What is required: Could you write out the data that follows, exactly and in full?

(Saved entries)

//! Error kinds surfaced by collection and delivery
//!
//! None of these terminate the agent. Collection errors are returned next to
//! the snapshot they concern, delivery errors drive the link state machine.

use std::fmt;
use thiserror::Error;

/// The metric source a failure is attributed to
#[derive(Debug, Clone, Copy, PartialEq, Eq, Hash)]
pub enum SourceKind {
    Host,
    Sandboxes,
    SandboxStats,
    Containers,
    ContainerStats,
}

impl SourceKind {
    /// The container runtime queries, in listing order
    pub const RUNTIME: [SourceKind; 4] = [
        SourceKind::Sandboxes,
        SourceKind::SandboxStats,
        SourceKind::Containers,
        SourceKind::ContainerStats,
    ];

    pub fn as_str(&self) -> &'static str {
        match self {
            SourceKind::Host => "host",
            SourceKind::Sandboxes => "sandboxes",
            SourceKind::SandboxStats => "sandbox_stats",
            SourceKind::Containers => "containers",
            SourceKind::ContainerStats => "container_stats",
        }
    }
}

impl fmt::Display for SourceKind {
    fn fmt(&self, f: &mut fmt::Formatter<'_>) -> fmt::Result {
        f.write_str(self.as_str())
    }
}

/// What a container could not be joined to
#[derive(Debug, Clone, Copy, PartialEq, Eq)]
pub enum Missing {
    Stats,
    Sandbox,
}

impl fmt::Display for Missing {
    fn fmt(&self, f: &mut fmt::Formatter<'_>) -> fmt::Result {
        match self {
            Missing::Stats => f.write_str("stats"),
            Missing::Sandbox => f.write_str("sandbox"),
        }
    }
}

#[derive(Debug, Clone, PartialEq, Error)]
pub enum AgentError {
    #[error("{kind} source failed: {message}")]
    Source { kind: SourceKind, message: String },

    #[error("container {container_id} in sandbox {sandbox_id} has no matching {missing}")]
    CorrelationMiss {
        container_id: String,
        sandbox_id: String,
        missing: Missing,
    },

    #[error("failed to open relay stream: {0}")]
    DeliveryOpen(String),

    #[error("failed to send snapshot: {0}")]
    DeliverySend(String),

    #[error("backlog full, dropped snapshot taken at {timestamp}")]
    BacklogOverflow { timestamp: i64 },
}

impl AgentError {
    pub fn source_failure(kind: SourceKind, err: impl fmt::Display) -> Self {
        AgentError::Source {
            kind,
            message: err.to_string(),
        }
    }

    /// Short label used for metrics and structured logs
    pub fn kind(&self) -> &'static str {
        match self {
            AgentError::Source { .. } => "source",
            AgentError::CorrelationMiss { .. } => "correlation_miss",
            AgentError::DeliveryOpen(_) => "delivery_open",
            AgentError::DeliverySend(_) => "delivery_send",
            AgentError::BacklogOverflow { .. } => "backlog_overflow",
        }
    }
}

#[cfg(test)]
mod tests {
    use super::*;

    #[test]
    fn test_source_error_display_names_the_source() {
        let err = AgentError::source_failure(SourceKind::ContainerStats, "deadline exceeded");
        assert_eq!(
            err.to_string(),
            "container_stats source failed: deadline exceeded"
        );
        assert_eq!(err.kind(), "source");
    }

    #[test]
    fn test_runtime_kinds_exclude_host() {
        assert_eq!(SourceKind::RUNTIME.len(), 4);
        assert!(!SourceKind::RUNTIME.contains(&SourceKind::Host));
    }

    #[test]
    fn test_correlation_miss_display() {
        let err = AgentError::CorrelationMiss {
            container_id: "c1".into(),
            sandbox_id: "p1".into(),
            missing: Missing::Stats,
        };
        assert_eq!(
            err.to_string(),
            "container c1 in sandbox p1 has no matching stats"
        );
    }
}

Answer space:
//! Error kinds surfaced by collection and delivery
//!
//! None of these terminate the agent. Collection errors are returned next to
//! the snapshot they concern, delivery errors drive the link state machine.

use std::fmt;
use thiserror::Error;

/// The metric source a failure is attributed to
#[derive(Debug, Clone, Copy, PartialEq, Eq, Hash)]
pub enum SourceKind {
    Host,
    Sandboxes,
    SandboxStats,
    Containers,
    ContainerStats,
}

impl SourceKind {
    /// The container runtime queries, in listing order
    pub const RUNTIME: [SourceKind; 4] = [
        SourceKind::Sandboxes,
        SourceKind::SandboxStats,
        SourceKind::Containers,
        SourceKind::ContainerStats,
    ];

    pub fn as_str(&self) -> &'static str {
        match self {
            SourceKind::Host => "host",
            SourceKind::Sandboxes => "sandboxes",
            SourceKind::SandboxStats => "sandbox_stats",
            SourceKind::Containers => "containers",
            SourceKind::ContainerStats => "container_stats",
        }
    }
}

impl fmt::Display for SourceKind {
    fn fmt(&self, f: &mut fmt::Formatter<'_>) -> fmt::Result {
        f.write_str(self.as_str())
    }
}

/// What a container could not be joined to
#[derive(Debug, Clone, Copy, PartialEq, Eq)]
pub enum Missing {
    Stats,
    Sandbox,
}

impl fmt::Display for Missing {
    fn fmt(&self, f: &mut fmt::Formatter<'_>) -> fmt::Result {
        match self {
            Missing::Stats => f.write_str("stats"),
            Missing::Sandbox => f.write_str("sandbox"),
        }
    }
}

#[derive(Debug, Clone, PartialEq, Error)]
pub enum AgentError {
    #[error("{kind} source failed: {message}")]
    Source { kind: SourceKind, message: String },

    #[error("container {container_id} in sandbox {sandbox_id} has no matching {missing}")]
    CorrelationMiss {
        container_id: String,
        sandbox_id: String,
        missing: Missing,
    },

    #[error("failed to open relay stream: {0}")]
    DeliveryOpen(String),

    #[error("failed to send snapshot: {0}")]
    DeliverySend(String),

    #[error("backlog full, dropped snapshot taken at {timestamp}")]
    BacklogOverflow { timestamp: i64 },
}

impl AgentError {
    pub fn source_failure(kind: SourceKind, err: impl fmt::Display) -> Self {
        AgentError::Source {
            kind,
            message: err.to_string(),
        }
    }

    /// Short label used for metrics and structured logs
    pub fn kind(&self) -> &'static str {
        match self {
            AgentError::Source { .. } => "source",
            AgentError::CorrelationMiss { .. } => "correlation_miss",
            AgentError::DeliveryOpen(_) => "delivery_open",
            AgentError::DeliverySend(_) => "delivery_send",
            AgentError::BacklogOverflow { .. } => "backlog_overflow",
        }
    }
}

#[cfg(test)]
mod tests {
    use super::*;

    #[test]
    fn test_source_error_display_names_the_source() {
        let err = AgentError::source_failure(SourceKind::ContainerStats, "deadline exceeded");
        assert_eq!(
            err.to_string(),
            "container_stats source failed: deadline exceeded"
        );
        assert_eq!(err.kind(), "source");
    }

    #[test]
    fn test_runtime_kinds_exclude_host() {
        assert_eq!(SourceKind::RUNTIME.len(), 4);
        assert!(!SourceKind::RUNTIME.contains(&SourceKind::Host));
    }

    #[test]
    fn test_correlation_miss_display() {
        let err = AgentError::CorrelationMiss {
            container_id: "c1".into(),
            sandbox_id: "p1".into(),
            missing: Missing::Stats,
        };
        assert_eq!(
            err.to_string(),
            "container c1 in sandbox p1 has no matching stats"
        );
    }
}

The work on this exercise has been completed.